Input Start Marker
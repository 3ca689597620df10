// ─── Library Index ───
// `lib/index.json`: library id → storage path under `lib/`.

use std::collections::{BTreeMap, HashSet};
use std::path::PathBuf;

use serde::{Deserialize, Serialize};

use crate::core::error::LauncherResult;
use crate::core::registry::{Record, Registry};
use crate::core::storage::{PathStore, StoragePath};

pub const LIBRARIES_DIR: &str = "lib";

#[derive(Debug, Clone, PartialEq, Eq)]
pub struct LibraryRecord {
    pub id: String,
    /// Jar file, or the directory holding native classifier folders.
    /// Relative to the libraries directory.
    pub path: StoragePath,
}

#[derive(Debug, Clone, Serialize, Deserialize)]
pub struct LibraryIndexEntry {
    pub path: StoragePath,
}

fn libraries_root() -> StoragePath {
    StoragePath::new([LIBRARIES_DIR])
}

impl Record for LibraryRecord {
    type Key = String;
    type Index = BTreeMap<String, LibraryIndexEntry>;

    fn key(&self) -> String {
        self.id.clone()
    }

    fn with_key(&self, key: &String) -> Self {
        Self {
            id: key.clone(),
            path: self.path.clone(),
        }
    }

    fn root(&self) -> StoragePath {
        libraries_root().join(&self.path)
    }

    fn encode<'a>(records: impl Iterator<Item = &'a Self>) -> Self::Index {
        records
            .map(|r| (r.id.clone(), LibraryIndexEntry { path: r.path.clone() }))
            .collect()
    }

    fn decode(index: Self::Index) -> Vec<Self> {
        index
            .into_iter()
            .map(|(id, entry)| LibraryRecord { id, path: entry.path })
            .collect()
    }
}

/// The library registry plus path lookups used at launch.
pub struct LibraryRegistry {
    registry: Registry<LibraryRecord>,
}

impl LibraryRegistry {
    pub fn index_path() -> StoragePath {
        libraries_root().child("index.json")
    }

    pub async fn load(store: PathStore) -> LauncherResult<Self> {
        Ok(Self {
            registry: Registry::load(store, Self::index_path()).await?,
        })
    }

    pub fn registry(&self) -> &Registry<LibraryRecord> {
        &self.registry
    }

    pub(crate) fn registry_mut(&mut self) -> &mut Registry<LibraryRecord> {
        &mut self.registry
    }

    pub fn store(&self) -> &PathStore {
        self.registry.store()
    }

    /// Absolute location of `path` (relative to `lib/`).
    pub fn absolute(&self, path: &StoragePath) -> PathBuf {
        self.store().absolute(&libraries_root().join(path))
    }

    pub fn is_registered(&self, id: &str) -> bool {
        self.registry.contains(&id.to_string())
    }

    pub fn record(&self, id: &str) -> Option<&LibraryRecord> {
        self.registry.get(&id.to_string())
    }

    /// Whether the classifier directory of a registered native library exists.
    pub fn native_present(&self, id: &str, classifier: &str) -> bool {
        self.record(id)
            .map(|r| self.absolute(&r.path.child(classifier)).is_dir())
            .unwrap_or(false)
    }

    /// Absolute jar path of a registered plain library.
    pub fn jar_path(&self, id: &str) -> Option<PathBuf> {
        self.record(id).map(|r| self.absolute(&r.path))
    }

    /// Absolute classifier directory of a registered native library, if it
    /// exists on disk.
    pub fn native_dir(&self, id: &str, classifier: &str) -> Option<PathBuf> {
        if !self.native_present(id, classifier) {
            return None;
        }
        self.record(id).map(|r| self.absolute(&r.path.child(classifier)))
    }

    pub fn ids(&self) -> Vec<String> {
        self.registry.keys().cloned().collect()
    }

    pub fn unused(&self, in_use: &HashSet<String>) -> Vec<String> {
        self.registry.unused(in_use)
    }

    /// Unregister `id` and delete its files.
    pub async fn delete(&mut self, id: &str) -> LauncherResult<()> {
        self.registry.remove(&id.to_string()).await.map(|_| ())
    }

    pub fn check_integrity(&self) -> Vec<String> {
        self.registry.check_integrity()
    }
}
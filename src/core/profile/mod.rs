// ─── Profiles ───
// Game directories under `profile/`, indexed by `profile/index.json`. Each
// holds a `yamcl_metadata.json` with notes and the versions it uses.

use std::collections::BTreeMap;
use std::path::{Path, PathBuf};

use serde::{Deserialize, Serialize};
use tracing::info;

use crate::core::binary::VersionType;
use crate::core::error::{LauncherError, LauncherResult};
use crate::core::registry::{Record, Registry};
use crate::core::storage::{fs, PathStore, StoragePath};

const PROFILES_DIR: &str = "profile";
const METADATA_FILE: &str = "yamcl_metadata.json";

#[derive(Debug, Clone, PartialEq, Eq)]
pub struct ProfileRecord {
    pub name: String,
    /// Relative to the profiles directory.
    pub directory: StoragePath,
}

#[derive(Debug, Clone, Serialize, Deserialize)]
pub struct ProfileIndexEntry {
    pub directory: StoragePath,
}

fn profiles_root() -> StoragePath {
    StoragePath::new([PROFILES_DIR])
}

impl Record for ProfileRecord {
    type Key = String;
    type Index = BTreeMap<String, ProfileIndexEntry>;

    fn key(&self) -> String {
        self.name.clone()
    }

    fn with_key(&self, key: &String) -> Self {
        Self {
            name: key.clone(),
            directory: self.directory.clone(),
        }
    }

    fn root(&self) -> StoragePath {
        profiles_root().join(&self.directory)
    }

    fn files(&self) -> Vec<StoragePath> {
        vec![self.root().child(METADATA_FILE)]
    }

    fn encode<'a>(records: impl Iterator<Item = &'a Self>) -> Self::Index {
        records
            .map(|r| {
                (
                    r.name.clone(),
                    ProfileIndexEntry {
                        directory: r.directory.clone(),
                    },
                )
            })
            .collect()
    }

    fn decode(index: Self::Index) -> Vec<Self> {
        index
            .into_iter()
            .map(|(name, entry)| ProfileRecord {
                name,
                directory: entry.directory,
            })
            .collect()
    }
}

#[derive(Debug, Clone, Default, PartialEq, Eq, Serialize, Deserialize)]
pub struct ProfileMetadata {
    #[serde(default)]
    pub notes: String,
    #[serde(rename = "vanillaversions", default)]
    pub vanilla_versions: Vec<String>,
    #[serde(rename = "customversions", default)]
    pub custom_versions: Vec<String>,
}

impl ProfileMetadata {
    fn versions_mut(&mut self, version_type: VersionType) -> &mut Vec<String> {
        match version_type {
            VersionType::Vanilla => &mut self.vanilla_versions,
            VersionType::Custom => &mut self.custom_versions,
        }
    }
}

/// An open profile and its metadata file.
#[derive(Debug, Clone)]
pub struct Profile {
    name: String,
    directory: PathBuf,
    metadata: ProfileMetadata,
}

impl Profile {
    pub fn name(&self) -> &str {
        &self.name
    }

    /// The game directory.
    pub fn directory(&self) -> &Path {
        &self.directory
    }

    pub fn metadata(&self) -> &ProfileMetadata {
        &self.metadata
    }

    pub fn notes(&self) -> &str {
        &self.metadata.notes
    }

    pub async fn set_notes(&mut self, notes: &str) -> LauncherResult<()> {
        self.metadata.notes = notes.to_string();
        self.flush().await
    }

    pub fn versions(&self, version_type: VersionType) -> &[String] {
        match version_type {
            VersionType::Vanilla => &self.metadata.vanilla_versions,
            VersionType::Custom => &self.metadata.custom_versions,
        }
    }

    pub async fn add_version(&mut self, id: &str, version_type: VersionType) -> LauncherResult<()> {
        let versions = self.metadata.versions_mut(version_type);
        if !versions.iter().any(|v| v == id) {
            versions.push(id.to_string());
        }
        self.flush().await
    }

    pub async fn remove_version(&mut self, id: &str, version_type: VersionType) -> LauncherResult<()> {
        self.metadata.versions_mut(version_type).retain(|v| v != id);
        self.flush().await
    }

    async fn flush(&self) -> LauncherResult<()> {
        fs::write_json_atomic(&self.directory.join(METADATA_FILE), &self.metadata).await
    }
}

pub struct ProfileRegistry {
    registry: Registry<ProfileRecord>,
}

impl ProfileRegistry {
    pub fn index_path() -> StoragePath {
        profiles_root().child("index.json")
    }

    pub async fn load(store: PathStore) -> LauncherResult<Self> {
        Ok(Self {
            registry: Registry::load(store, Self::index_path()).await?,
        })
    }

    pub fn names(&self) -> Vec<String> {
        self.registry.keys().cloned().collect()
    }

    pub fn exists(&self, name: &str) -> bool {
        self.registry.contains(&name.to_string())
    }

    /// Create a profile. Its directory is a filesystem-safe form of `name`,
    /// suffixed when another profile already uses it.
    pub async fn add(&mut self, name: &str) -> LauncherResult<Profile> {
        if self.exists(name) {
            return Err(LauncherError::AlreadyExists(format!("profile {}", name)));
        }

        let base = fs::create_valid_name(name);
        let mut directory = base.clone();
        let mut suffix = 2;
        while self.directory_taken(&directory) {
            directory = format!("{}_{}", base, suffix);
            suffix += 1;
        }

        let record = ProfileRecord {
            name: name.to_string(),
            directory: StoragePath::new([directory]),
        };
        let profile = Profile {
            name: name.to_string(),
            directory: self.registry.store().absolute(&record.root()),
            metadata: ProfileMetadata::default(),
        };
        profile.flush().await?;
        self.registry.add(record).await?;
        info!("Created profile {}", name);
        Ok(profile)
    }

    fn directory_taken(&self, directory: &str) -> bool {
        self.registry
            .find(|r| r.directory.segments() == [directory.to_string()])
            .is_some()
            || self
                .registry
                .store()
                .exists(&profiles_root().child(directory))
    }

    pub async fn get(&self, name: &str) -> LauncherResult<Profile> {
        let record = self
            .registry
            .get(&name.to_string())
            .ok_or_else(|| LauncherError::NotFound(format!("profile {}", name)))?;
        let directory = self.registry.store().absolute(&record.root());
        let metadata = fs::read_json(&directory.join(METADATA_FILE)).await?;
        Ok(Profile {
            name: name.to_string(),
            directory,
            metadata,
        })
    }

    /// Delete a profile and its whole game directory.
    pub async fn delete(&mut self, name: &str) -> LauncherResult<()> {
        self.registry
            .remove(&name.to_string())
            .await
            .map(|_| ())
            .map_err(|e| match e {
                LauncherError::NotFound(_) => LauncherError::NotFound(format!("profile {}", name)),
                other => other,
            })
    }

    pub fn check_integrity(&self) -> Vec<String> {
        self.registry.check_integrity()
    }
}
Input End Marker
Copy each line from the records above that includes the string "contains".

        self.registry.contains(&id.to_string())
        self.registry.contains(&name.to_string())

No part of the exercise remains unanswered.